On 1/31/22 2:46 PM, Will Senn wrote:
All,
I have been doing some language exploration in v7/4.3bsd and
came across Software Tools (not the pascal version). It's
written using ratfor, which I had seen in the v7 UPM. I fired up
v7 and tried my hand at the first example:
I thought I'd close the loop on the language side of this thread.
I am happy to report that ratfor (and fortran) is alive and well.
It works on my mac! The Software Tools book is awesome, if
challenging. The first chapter is particularly challenging as it
takes a bit to figure out where the authors are coming from and
what they include, exclude, and highlight... and why. The key to
understanding the book, as a modern reader, is to understand that
the authors assume their readers are fortran (or PL/I)

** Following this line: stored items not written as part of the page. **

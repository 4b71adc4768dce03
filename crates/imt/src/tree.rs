//! Append-only incremental Merkle tree

use std::collections::HashMap;

use ark_bn254::Fr;
use serde::{Deserialize, Serialize};
use tracing::{debug, trace};

use crate::error::TreeError;
use crate::hasher::PoseidonHash;
use crate::proof::InclusionProof;
use crate::MAX_DEPTH;

/// Everything an external store needs to persist one inserted leaf
///
/// The tree hands this out on insertion and never depends on the store
/// keeping it.
#[derive(Clone, Debug, PartialEq, Eq, Serialize, Deserialize)]
pub struct LeafRecord {
    /// Slot the leaf was inserted at
    pub index: u64,
    /// Raw leaf bytes as supplied by the caller
    pub data: Vec<u8>,
    /// Field element committed into the tree
    #[serde(with = "crate::proof::fr_decimal")]
    pub encoded: Fr,
}

/// Fixed-depth append-only Merkle tree with O(depth) insertion
///
/// Leaves fill slots left to right; unoccupied subtrees contribute
/// precomputed empty-node hashes. Per layer the tree keeps the history of
/// node values written at left-child positions, which is what lets both
/// insertion and proof generation run in O(depth): insertion reads a
/// layer's latest entry, proof generation reads the entry that was current
/// when its leaf went in.
///
/// Single-writer: concurrent insertion must be serialized by the caller.
/// Proof generation takes `&self` and is safe to run concurrently while no
/// insertion is in flight.
#[derive(Clone, Debug)]
pub struct IncrementalMerkleTree {
    depth: usize,
    zero: Fr,
    root: Option<Fr>,
    next_index: u64,
    /// empty_nodes[k]: root of an empty subtree of height k
    empty_nodes: Vec<Fr>,
    /// Per layer, node values written at left-child positions, indexed by
    /// position / 2. The entry for a completed subtree is final; only the
    /// tail entry can still change as its subtree fills up.
    filled: Vec<Vec<Fr>>,
    /// Siblings used by the most recent insertion, diagnostics only
    last_siblings: Vec<Fr>,
    /// Encoded leaf per index
    leaves: HashMap<u64, Fr>,
}

impl IncrementalMerkleTree {
    /// Create an empty tree of the given depth
    ///
    /// `zero` is the canonical empty-leaf value. The empty-subtree hash of
    /// every layer is precomputed here; nothing else hashes at construction.
    pub fn new(depth: usize, zero: Fr) -> Result<Self, TreeError> {
        if depth == 0 || depth > MAX_DEPTH {
            return Err(TreeError::InvalidDepth {
                depth,
                max: MAX_DEPTH,
            });
        }
        let mut empty_nodes = Vec::with_capacity(depth + 1);
        empty_nodes.push(zero);
        for layer in 1..=depth {
            let below = empty_nodes[layer - 1];
            empty_nodes.push(PoseidonHash::hash_pair(&below, &below)?);
        }
        Ok(Self {
            depth,
            zero,
            root: None,
            next_index: 0,
            empty_nodes,
            filled: vec![Vec::new(); depth],
            last_siblings: Vec::new(),
            leaves: HashMap::new(),
        })
    }

    /// Tree depth fixed at construction
    pub fn depth(&self) -> usize {
        self.depth
    }

    /// Total number of leaf slots
    pub fn capacity(&self) -> u64 {
        1u64 << self.depth
    }

    /// Number of leaves inserted so far; also the next free slot
    pub fn leaf_count(&self) -> u64 {
        self.next_index
    }

    /// Current root commitment; `None` until the first insertion
    pub fn root(&self) -> Option<Fr> {
        self.root
    }

    /// Canonical empty-leaf value
    pub fn zero(&self) -> Fr {
        self.zero
    }

    /// Encoded leaf at an index, if one was inserted there
    pub fn leaf(&self, index: u64) -> Option<Fr> {
        self.leaves.get(&index).copied()
    }

    /// Hash of an empty subtree of height `layer`, up to and including the
    /// full tree height
    pub fn empty_node(&self, layer: usize) -> Option<Fr> {
        self.empty_nodes.get(layer).copied()
    }

    /// Siblings consumed by the most recent insertion
    ///
    /// Diagnostics only: not authoritative for proofs of older leaves.
    pub fn last_siblings(&self) -> &[Fr] {
        &self.last_siblings
    }

    /// Insert a leaf into the next free slot
    ///
    /// Walks one node per layer: a right child hashes against the recorded
    /// left sibling, a left child records itself for future right siblings
    /// and hashes against the empty node. Returns the record an external
    /// store can persist. A hash failure leaves the tree unchanged.
    pub fn insert(&mut self, data: &[u8]) -> Result<LeafRecord, TreeError> {
        if self.next_index == self.capacity() {
            return Err(TreeError::CapacityExceeded {
                capacity: self.capacity(),
            });
        }
        let index = self.next_index;
        let encoded = PoseidonHash::encode_leaf(data);

        let mut node = encoded;
        let mut idx = index;
        let mut siblings = Vec::with_capacity(self.depth);
        let mut filled_writes = Vec::with_capacity(self.depth);
        for layer in 0..self.depth {
            let is_right = idx & 1 == 1;
            let sibling = if is_right {
                self.filled[layer][((idx - 1) / 2) as usize]
            } else {
                filled_writes.push((layer, (idx / 2) as usize, node));
                self.empty_nodes[layer]
            };
            node = if is_right {
                PoseidonHash::hash_pair(&sibling, &node)?
            } else {
                PoseidonHash::hash_pair(&node, &sibling)?
            };
            trace!(
                "insert layer {}: bit {} node {}",
                layer,
                idx & 1,
                PoseidonHash::to_hex(&node)
            );
            siblings.push(sibling);
            idx >>= 1;
        }

        // All hashing succeeded; commit the new state
        for (layer, slot, value) in filled_writes {
            if slot == self.filled[layer].len() {
                self.filled[layer].push(value);
            } else {
                self.filled[layer][slot] = value;
            }
        }
        self.root = Some(node);
        self.last_siblings = siblings;
        self.leaves.insert(index, encoded);
        self.next_index += 1;
        debug!("inserted leaf {} root {}", index, PoseidonHash::to_hex(&node));

        Ok(LeafRecord {
            index,
            data: data.to_vec(),
            encoded,
        })
    }

    /// Generate an inclusion proof for an already-inserted leaf
    ///
    /// Read-only replay of that leaf's insertion against the filled-node
    /// history: the returned proof commits to the root as it stood right
    /// after the leaf went in, and stays valid against it no matter how
    /// many leaves are appended later. Proofs for different leaves can be
    /// generated in any order without affecting one another.
    pub fn proof(&self, index: u64) -> Result<InclusionProof, TreeError> {
        if index >= self.next_index {
            return Err(TreeError::IndexOutOfRange {
                index,
                leaf_count: self.next_index,
            });
        }
        let encoded = self
            .leaves
            .get(&index)
            .copied()
            .ok_or(TreeError::LeafNotFound { index })?;

        let mut node = encoded;
        let mut idx = index;
        let mut path = Vec::with_capacity(self.depth);
        let mut siblings = Vec::with_capacity(self.depth);
        for layer in 0..self.depth {
            let (bit, sibling) = if idx & 1 == 1 {
                // The left sibling subtree filled up before this leaf went
                // in, so its history entry is final.
                (1, self.filled[layer][((idx - 1) / 2) as usize])
            } else {
                (0, self.empty_nodes[layer])
            };
            node = if bit == 1 {
                PoseidonHash::hash_pair(&sibling, &node)?
            } else {
                PoseidonHash::hash_pair(&node, &sibling)?
            };
            path.push(bit);
            siblings.push(sibling);
            idx >>= 1;
        }
        debug!("proof for leaf {} root {}", index, PoseidonHash::to_hex(&node));

        Ok(InclusionProof {
            path,
            siblings,
            root: node,
        })
    }
}
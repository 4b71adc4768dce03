//! Error types for tree operations and proof verification

use light_poseidon::PoseidonError;
use thiserror::Error;

/// Failures surfaced by the tree and by proof verification
#[derive(Debug, Error)]
pub enum TreeError {
    /// Depth outside the supported range at construction
    #[error("unsupported tree depth {depth}: must be between 1 and {max}")]
    InvalidDepth { depth: usize, max: usize },

    /// Insertion attempted into a full tree
    #[error("tree is full: all {capacity} leaf slots are occupied")]
    CapacityExceeded { capacity: u64 },

    /// Proof requested for a leaf index that has not been inserted
    #[error("leaf index {index} out of range: {leaf_count} leaves inserted")]
    IndexOutOfRange { index: u64, leaf_count: u64 },

    /// Index within range but no leaf recorded (append-only invariant broken)
    #[error("no leaf recorded at index {index}")]
    LeafNotFound { index: u64 },

    /// Path/sibling shape inconsistent with a valid proof
    #[error("malformed proof: {reason}")]
    MalformedProof { reason: String },

    /// Poseidon failure on well-formed input: fatal configuration error,
    /// never substituted with a fallback value
    #[error("poseidon hash failed: {0}")]
    Hash(#[from] PoseidonError),
}
//! Append-only incremental Merkle tree over the Poseidon hash
//!
//! This crate maintains a fixed-depth binary Merkle tree as a compact,
//! updatable commitment to a growing list of leaves (batch/rollup-style
//! pipelines). Key features:
//! - O(depth) insertion: per-layer filled-node bookkeeping instead of
//!   recomputing the whole tree
//! - Read-only proof generation: proofs for already-inserted leaves replay
//!   the filled-node history without touching live state
//! - Stateless verification: leaf bytes plus a proof recompute the root
//!   with no tree access

mod error;
mod hasher;
mod proof;
mod tree;

pub use error::TreeError;
pub use hasher::{root_matches_hex, PoseidonHash};
pub use proof::{InclusionProof, Verification};
pub use tree::{IncrementalMerkleTree, LeafRecord};

/// Highest supported tree depth (leaf slots are addressed with a u64)
pub const MAX_DEPTH: usize = 63;

/// Width of a hex-rendered root: 32 bytes, 64 nibbles
pub const ROOT_HEX_LEN: usize = 64;

#[cfg(test)]
mod tests {
    use super::*;

    fn seed_zero() -> ark_bn254::Fr {
        PoseidonHash::encode_leaf(b"seed")
    }

    #[test]
    fn test_empty_tree() {
        let tree = IncrementalMerkleTree::new(16, seed_zero()).unwrap();
        assert_eq!(tree.root(), None);
        assert_eq!(tree.leaf_count(), 0);
        assert_eq!(tree.capacity(), 1 << 16);
    }

    #[test]
    fn test_insert_and_proof() {
        let _ = tracing_subscriber::fmt()
            .with_env_filter("imt=trace")
            .with_test_writer()
            .try_init();

        let mut tree = IncrementalMerkleTree::new(16, seed_zero()).unwrap();
        for leaf in [b"A" as &[u8], b"B", b"C", b"D"] {
            tree.insert(leaf).unwrap();
        }

        let proof = tree.proof(2).unwrap();
        assert_eq!(proof.path.len(), 16);
        assert_eq!(proof.siblings.len(), 16);
        let pre_e_root = proof.root;
        assert!(proof.verify(b"C", &pre_e_root).unwrap().matches);

        // Appending must not disturb a proof already handed out
        tree.insert(b"E").unwrap();
        assert!(proof.verify(b"C", &pre_e_root).unwrap().matches);
        assert_eq!(tree.proof(2).unwrap(), proof);
    }

    #[test]
    fn test_root_hex_comparison() {
        let mut tree = IncrementalMerkleTree::new(8, seed_zero()).unwrap();
        tree.insert(b"commitment").unwrap();
        let root = tree.root().unwrap();
        let rendered = PoseidonHash::to_hex(&root);
        assert!(root_matches_hex(&root, &rendered));
        assert!(root_matches_hex(&root, &format!("0x{rendered}")));
    }
}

programmers. Because of this, they don't explain anything that
would be obvious to said programmers (read, write, LUNs, Hollerith
cards, format, etc). In addition, they will push down details of
implementation until they practically disappear (think
singularity... annoyingly consistent in this regard). When they
say something like "EOF is a symbolic constant... We won't tell
you what its value is, since the particular value doesn't matter",
they really mean it. Unfortunately, in order to actually implement
stuff, you gotta know what every symbolic constant and macro
replacement is :).
For example, even in the tiny copy program example, from the
introductory chapter, once you include the primitive getc and putc
subroutines, there are 7 symbolic constants: MAXLINE, MAXCARD,
NEWLINE, STDIN, STDOUT, EOF, SPACE and character, which is really
an integer and gets replaced with integer by some mythical
preprocessor (chapter 8). Anyhow, in the modern world, MAXLINE and
MAXCARD don't really have meaning, but they can magically be
treated as lines of a file, the rest do have meaning, but they
don't evaluate to the same things in Fortran-land as in
modern-land. STDIN is 5 and STDOUT is 6 (card reader and punch
LUNs, again some magic that lets them be treated as terminal input
and output), EOF is -1, SPACE is 32, NEWLINE is 10. Anyhow, long
story just a bit shorter, replace those constants, swap character
for integer, and combine getc, putc, and copy and yahoo, a working
copy program that works in v7, 4.xBSD, and Mac OS X Mojave (and
BSD, etc), without any further modifications... at all.
Included for the curioius (copynew.r):
# on v7
# $ ratfor -C copynew.r > copynew.f
# $ f77 -o copynew copynew.f
# on mac
# $ ratfor77 -C
copynew.r > copynew.f
# $ gfortran -o copynew copynew.f
# $ ./copynew
# This is a test.
# This is a test.
# CTRL-d
# $
# getc (simple version) - get characters from standard input
integer function getc(c)
integer buf(81), c
integer i, lastc
data lastc /81/,buf(81) /10/
lastc = lastc + 1
if(lastc > 81) {
read(5, 100, end=10) (buf(i), i = 1, 80)
100 format(80 a 1)
lastc = 1
}
c = buf(lastc)
getc = c
return
10 c = -1
getc = -1
return
end
# putc (simple version) - put characters on the standard output
subroutine putc(c)
integer buf(80), c
integer i, lastc
data lastc /0/
if (lastc > 80 | c == 10) {
for (i = lastc + 1; i <= 80; i = i + 1)
buf(i) = 32
write(6, 100) (buf(i), i = 1, 80)
100 format(80 a 1)
lastc = 0
}
if (c != 10) {
lastc = lastc + 1
buf(lastc) = c
}
return
end
# copy - copy input characters to output
integer getc
integer c
while(getc(c) != -1)
call putc(c)
stop
end
Of course, it's criminal to have all those hardcoded magic numbers,
wouldn't it be swell if there were some sort of macro facility?...
oh, wait, that's what Chapter 8's all about... I can't wait.